I am trying to replace the elements in a scheme list with its position. For example, calling:

(position '((a b) c))

should return:

'((0 1) 2)

So far, my code keeps the list format, but the index is not updating.

(define (position term1)
  (define index 0)
    (cond [(null? term1) '()]
          [(list? term1) (cons (position (car term1)) (position(cdr term1)))]
          [else (+ 1 index) index]))

When (position '((a b) c)) is called, it returns

'((0 0) 0)

Can anybody explain why the index isn't updating?

There are a couple things wrong: first notice that every time you recursively call position, index is bound to zero.

Second, look at your else branch. (+ 1 index) evaluates to 1 (it does not change any variables) and index evaluates to 0. This branch can only evaluate to one thing, so what happens is the last one is returned and the rest are discarded. This is where your zeroes come from.

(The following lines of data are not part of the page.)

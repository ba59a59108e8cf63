#![forbid(unsafe_code)]

pub mod intake;
pub mod lifecycle;
pub mod query;
pub mod summary;
pub mod tracking_id;
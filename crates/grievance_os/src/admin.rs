#![forbid(unsafe_code)]

use chrono::{DateTime, Utc};
use serde::Serialize;
use tracing::{info, warn};

use crate::config::PortalConfig;
use crate::error::PortalError;

/// Proof of a passed admin gate. Admin portal operations take one of these.
///
/// The gate is a demo: a plain comparison against configured values, with
/// nothing hashed and no expiry.
#[derive(Debug, Clone, PartialEq, Eq, Serialize)]
#[serde(rename_all = "camelCase")]
pub struct AdminSession {
    pub username: String,
    pub login_time: DateTime<Utc>,
}

pub fn admin_login(
    config: &PortalConfig,
    username: &str,
    password: &str,
    now: DateTime<Utc>,
) -> Result<AdminSession, PortalError> {
    if username != config.admin_username || password != config.admin_password {
        warn!(username, "admin login rejected");
        return Err(PortalError::InvalidCredentials);
    }
    info!(username, "admin login accepted");
    Ok(AdminSession {
        username: username.to_string(),
        login_time: now,
    })
}
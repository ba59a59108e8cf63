#![forbid(unsafe_code)]

use grievance_contracts::complaint::{ComplaintId, COMPLAINT_ID_LEN};
use rand::Rng;

const ALPHABET: &[u8] = b"ABCDEFGHIJKLMNOPQRSTUVWXYZ0123456789";

/// New tracking code from the thread-local RNG.
///
/// Uniqueness against stored complaints is not checked here; the store
/// rejects duplicate keys and the portal retries.
pub fn generate() -> ComplaintId {
    generate_with(&mut rand::thread_rng())
}

pub fn generate_with<R: Rng + ?Sized>(rng: &mut R) -> ComplaintId {
    let code: String = (0..COMPLAINT_ID_LEN)
        .map(|_| ALPHABET[rng.gen_range(0..ALPHABET.len())] as char)
        .collect();
    ComplaintId::new(code).expect("generated tracking code must satisfy ComplaintId format")
}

It seems like within your function you are trying to keep a global state (the current index) and modify it each time you label a leaf. The "modifying state" part is not good functional style, but if you are okay with that then take a look at set!.

Here is one solution using CPS:

#lang racket

(define (index xs [i 0] [continue (λ (xs i) xs)])
  (match xs
    [(cons x xs) (index x i
                        (λ (js j)
                          (index xs j
                                 (λ (ks k)
                                   (continue (cons js ks) k)))))]
    ['()         (continue '() i)]
    [x           (continue i (+ i 1))]))

; Example
;(index '((a b) (c d) x (e (f g) h)))
; '((0 1) (2 3) 4 (5 (6 7) 8))

Here (index xs i continue) replaces the elements in xs with their indices, the count starts from i. Let's say the result of indexing xs is js, then continue is called with the indexing result and the next index to be used: (continue js j).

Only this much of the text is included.